La gueuse parfumée/Le clos des Ames/01

Bibliothèque-Charpentier, Eugène Fasquelle (p. 235-236).

LE CLOS DES AMES


I

ce qu’était le clos

Du balcon de sa chambre à coucher, M. Sube voyait tout son clos : la vigne d’abord, très-vieille et mal entretenue, mais qui produisait de si bon vin ; puis le réservoir et sa fontaine, un bout de pré, un carré de jardinage, et tout au bas, terminant le domaine et la pente, un champ de sainfoin bien nourri, où les premiers soleils de mai faisaient éclore chaque matin des milliers de fleurs violettes. J’oubliais, tout autour du clos, seize piliers en grès rustique qui, portant des treilles autrefois, avaient dû former un agréable cloître de verdure, et ne portaient plus maintenant que des lierres au lieu de souches avec des grappes de petits grains noirs en place de raisins muscats.
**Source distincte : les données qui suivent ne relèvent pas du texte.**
//! URL query string decoding
//!
//! Decodes `color=red&price[gt]=100&category[]=shoes` into
//! [`RawQueryParameters`]:
//!
//! | Input | Result |
//! |-------|--------|
//! | `a=x` | `a: "x"` |
//! | `a=x&a=y`, `a[]=x&a[]=y` | `a: ["x", "y"]` |
//! | `a[b]=x` | `a: {b: "x"}` |
//! | `a=x&a[b]=y` | `a: {"0": "x", b: "y"}` |
//!
//! `+` decodes to a space before percent-decoding. Invalid UTF-8 is replaced,
//! never rejected.

use std::collections::BTreeMap;

use percent_encoding::percent_decode_str;
use thiserror::Error;

use super::value::{QueryValue, RawQueryParameters};

/// Pairs read from one query string, the rest are ignored
pub const MAX_PARAMETERS: usize = 1000;

/// Bracket segments turned into nested maps
pub const MAX_NESTING_DEPTH: usize = 5;

/// Longest query string accepted (bytes)
pub const MAX_QUERY_LENGTH: usize = 16 * 1024;

#[derive(Debug, Clone, PartialEq, Eq, Error)]
pub enum QueryParseError {
    #[error("Query string is {length} bytes, the limit is {max}")]
    TooLong { length: usize, max: usize },
}

/// Decode with the default limits
pub fn parse_query_string(raw: &str) -> Result<RawQueryParameters, QueryParseError> {
    QueryStringParser::default().parse(raw)
}

/// Query string decoder with configurable limits
#[derive(Debug, Clone, Copy)]
pub struct QueryStringParser {
    max_parameters: usize,
    max_depth: usize,
    max_length: usize,
}

impl Default for QueryStringParser {
    fn default() -> Self {
        Self {
            max_parameters: MAX_PARAMETERS,
            max_depth: MAX_NESTING_DEPTH,
            max_length: MAX_QUERY_LENGTH,
        }
    }
}

impl QueryStringParser {
    #[cfg(test)]
    pub fn with_max_parameters(mut self, max_parameters: usize) -> Self {
        self.max_parameters = max_parameters;
        self
    }

    #[cfg(test)]
    pub fn with_max_depth(mut self, max_depth: usize) -> Self {
        self.max_depth = max_depth;
        self
    }

    pub fn parse(&self, raw: &str) -> Result<RawQueryParameters, QueryParseError> {
        if raw.len() > self.max_length {
            return Err(QueryParseError::TooLong {
                length: raw.len(),
                max: self.max_length,
            });
        }

        let raw = raw.strip_prefix('?').unwrap_or(raw);
        let mut params = RawQueryParameters::new();

        for pair in raw
            .split('&')
            .filter(|p| !p.is_empty())
            .take(self.max_parameters)
        {
            let (name, value) = pair.split_once('=').unwrap_or((pair, ""));
            let name = decode_component(name);
            if name.is_empty() {
                continue;
            }

            let (root, segments) = self.split_key(&name);
            let existing = params.remove(&root);
            params.insert(root, merge(existing, &segments, decode_component(value)));
        }

        Ok(params)
    }

    /// Split `a[b][c]` into `("a", ["b", "c"])`.
    ///
    /// Segments past the depth limit, or trailing text that is not a bracket
    /// group, stay together as one literal final segment.
    fn split_key(&self, name: &str) -> (String, Vec<String>) {
        let Some(open) = name.find('[').filter(|&i| i > 0) else {
            return (name.to_string(), Vec::new());
        };

        let mut segments = Vec::new();
        let mut rest = &name[open..];
        while segments.len() < self.max_depth {
            let Some(inner) = rest.strip_prefix('[') else {
                break;
            };
            let Some(close) = inner.find(']') else {
                break;
            };
            let segment = &inner[..close];
            if segment.contains('[') {
                break;
            }
            segments.push(segment.to_string());
            rest = &inner[close + 1..];
        }

        if segments.is_empty() {
            return (name.to_string(), Vec::new());
        }
        if !rest.is_empty() {
            segments.push(rest.to_string());
        }
        (name[..open].to_string(), segments)
    }
}

fn decode_component(raw: &str) -> String {
    let spaced = raw.replace('+', " ");
    percent_decode_str(&spaced).decode_utf8_lossy().into_owned()
}

/// Fold one decoded pair into the value already stored under its root key
fn merge(existing: Option<QueryValue>, segments: &[String], value: String) -> QueryValue {
    match segments.split_first() {
        None => append(existing, QueryValue::Text(value)),
        Some((segment, rest)) if segment.is_empty() => {
            append(existing, merge(None, rest, value))
        }
        Some((segment, rest)) => {
            let mut entries = match existing {
                None => BTreeMap::new(),
                Some(QueryValue::Map(entries)) => entries,
                Some(other) => indexed(other),
            };
            let child = entries.remove(segment.as_str());
            entries.insert(segment.clone(), merge(child, rest, value));
            QueryValue::Map(entries)
        }
    }
}

/// Add an item to a sequence, keeping an existing map as the container
fn append(existing: Option<QueryValue>, item: QueryValue) -> QueryValue {
    match existing {
        None => item,
        Some(QueryValue::List(mut items)) => {
            items.push(item);
            QueryValue::List(items)
        }
        Some(QueryValue::Map(mut entries)) => {
            let key = next_index(&entries);
            entries.insert(key, item);
            QueryValue::Map(entries)
        }
        Some(text) => QueryValue::List(vec![text, item]),
    }
}

/// Re-key text or list values under `"0"`, `"1"`, ... so map keys can join them
fn indexed(value: QueryValue) -> BTreeMap<String, QueryValue> {
    let items = match value {
        QueryValue::List(items) => items,
        QueryValue::Map(entries) => return entries,
        text => vec![text],
    };
    items
        .into_iter()
        .enumerate()
        .map(|(i, item)| (i.to_string(), item))
        .collect()
}

fn next_index(entries: &BTreeMap<String, QueryValue>) -> String {
    (0..)
        .map(|i: usize| i.to_string())
        .find(|key| !entries.contains_key(key))
        .unwrap_or_default()
}

#[cfg(test)]
mod tests {
    use super::*;

    fn parse(raw: &str) -> RawQueryParameters {
        parse_query_string(raw).unwrap()
    }

    #[test]
    fn test_parse_simple_pairs() {
        let params = parse("color=red&brand=acme");
        assert_eq!(params.get("color"), Some(&QueryValue::text("red")));
        assert_eq!(params.get("brand"), Some(&QueryValue::text("acme")));
        assert_eq!(params.len(), 2);
    }

    #[test]
    fn test_parse_ignores_leading_question_mark() {
        let params = parse("?color=red");
        assert_eq!(params.get("color"), Some(&QueryValue::text("red")));
    }

    #[test]
    fn test_parse_empty() {
        assert!(parse("").is_empty());
        assert!(parse("?").is_empty());
        assert!(parse("&&").is_empty());
    }

    #[test]
    fn test_parse_pair_without_equals_has_empty_value() {
        let params = parse("keyword");
        assert_eq!(params.get("keyword"), Some(&QueryValue::text("")));
    }

    #[test]
    fn test_parse_splits_on_first_equals() {
        let params = parse("sort=a=b");
        assert_eq!(params.get("sort"), Some(&QueryValue::text("a=b")));
    }

    #[test]
    fn test_parse_empty_name_is_ignored() {
        let params = parse("=orphan&color=red");
        assert_eq!(params.len(), 1);
    }

    #[test]
    fn test_parse_plus_and_percent_decoding() {
        let params = parse("keyword=red+shoes&brand=H%26M&sort=%2Bprice");
        assert_eq!(params.get("keyword"), Some(&QueryValue::text("red shoes")));
        assert_eq!(params.get("brand"), Some(&QueryValue::text("H&M")));
        assert_eq!(params.get("sort"), Some(&QueryValue::text("+price")));
    }

    #[test]
    fn test_parse_invalid_utf8_is_replaced() {
        let params = parse("color=%FF");
        assert_eq!(params.get("color"), Some(&QueryValue::text("\u{FFFD}")));
    }

    #[test]
    fn test_parse_encoded_brackets() {
        let params = parse("price%5Bgt%5D=100");
        assert_eq!(
            params.get("price"),
            Some(&QueryValue::map([("gt", "100")]))
        );
    }

    #[test]
    fn test_parse_nested_operators() {
        let params = parse("price[gt]=100&price[lte]=500");
        assert_eq!(
            params.get("price"),
            Some(&QueryValue::map([("gt", "100"), ("lte", "500")]))
        );
    }

    #[test]
    fn test_parse_repeated_keys_build_list() {
        let params = parse("category=shoes&category=boots&category=hats");
        assert_eq!(
            params.get("category"),
            Some(&QueryValue::list(["shoes", "boots", "hats"]))
        );
    }

    #[test]
    fn test_parse_empty_brackets_build_list() {
        let params = parse("category[]=shoes&category[]=boots");
        assert_eq!(
            params.get("category"),
            Some(&QueryValue::list(["shoes", "boots"]))
        );
    }

    #[test]
    fn test_parse_nested_list() {
        let params = parse("category[in][]=shoes&category[in][]=boots");
        assert_eq!(
            params.get("category"),
            Some(&QueryValue::map([(
                "in",
                QueryValue::list(["shoes", "boots"])
            )]))
        );
    }

    #[test]
    fn test_parse_mixed_text_then_map() {
        let params = parse("color=red&color[b]=blue");
        assert_eq!(
            params.get("color"),
            Some(&QueryValue::map([("0", "red"), ("b", "blue")]))
        );
    }

    #[test]
    fn test_parse_mixed_map_then_text() {
        let params = parse("color[b]=blue&color=red&color=green");
        assert_eq!(
            params.get("color"),
            Some(&QueryValue::map([("0", "red"), ("1", "green"), ("b", "blue")]))
        );
    }

    #[test]
    fn test_parse_depth_limit_keeps_remainder_literal() {
        let params = parse("a[1][2][3][4][5][6][7]=x");
        let expected = QueryValue::map([(
            "1",
            QueryValue::map([(
                "2",
                QueryValue::map([(
                    "3",
                    QueryValue::map([(
                        "4",
                        QueryValue::map([("5", QueryValue::map([("[6][7]", "x")]))]),
                    )]),
                )]),
            )]),
        )]);
        assert_eq!(params.get("a"), Some(&expected));
    }

    #[test]
    fn test_parse_custom_depth() {
        let params = QueryStringParser::default()
            .with_max_depth(1)
            .parse("a[b][c]=x")
            .unwrap();
        assert_eq!(
            params.get("a"),
            Some(&QueryValue::map([(
                "b",
                QueryValue::map([("[c]", "x")])
            )]))
        );
    }

    #[test]
    fn test_parse_malformed_brackets_stay_literal() {
        let params = parse("a[b=1&[c]=2");
        assert_eq!(params.get("a[b"), Some(&QueryValue::text("1")));
        assert_eq!(params.get("[c]"), Some(&QueryValue::text("2")));
    }

    #[test]
    fn test_parse_parameter_limit() {
        let raw = (0..1500)
            .map(|i| format!("k{i}=v"))
            .collect::<Vec<_>>()
            .join("&");
        assert_eq!(parse(&raw).len(), MAX_PARAMETERS);

        let params = QueryStringParser::default()
            .with_max_parameters(2)
            .parse("a=1&b=2&c=3")
            .unwrap();
        assert_eq!(params.len(), 2);
        assert!(!params.contains_key("c"));
    }

    #[test]
    fn test_parse_too_long() {
        let raw = "a".repeat(MAX_QUERY_LENGTH + 1);
        let err = parse_query_string(&raw).unwrap_err();
        assert_eq!(
            err,
            QueryParseError::TooLong {
                length: MAX_QUERY_LENGTH + 1,
                max: MAX_QUERY_LENGTH
            }
        );
    }

    #[test]
    fn test_parse_single_bracket_fragment() {
        let params = parse("price[gte]=10");
        assert_eq!(params.get("price"), Some(&QueryValue::map([("gte", "10")])));
    }
}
Jamais collégien, dans ses rêves d’école buissonnière, ne rêva clos plus clair, plus riant, plus magnifiquement embroussaillé, ni plus délicieusement inculte que le vieux clos de M. Sube. On l’appelait le clos des Ames. Mais ce nom, dont la physionomie énigmatique va produire sur vous, qui le rencontrez pour la première fois, je ne sais quelle vague impression de terreur superstitieuse et de mystère, ce nom de clos des Ames nous apparaissait à Canteperdrix joyeux, verdissant et fleuri. Nous disions clos des Ames sans savoir pourquoi, la valeur originelle du mot, sa vertu significative, s’étant depuis longtemps effacées, et, loin de garder un arrière-goût funéraire, ces trois syllabes n’évoquaient en nos cerveaux que souvenirs de raisins volés, de poires mangées sur l’arbre, de murs escaladés, de fossés franchis, et d’évasions subtiles par un trou de haie, au temps des cerises.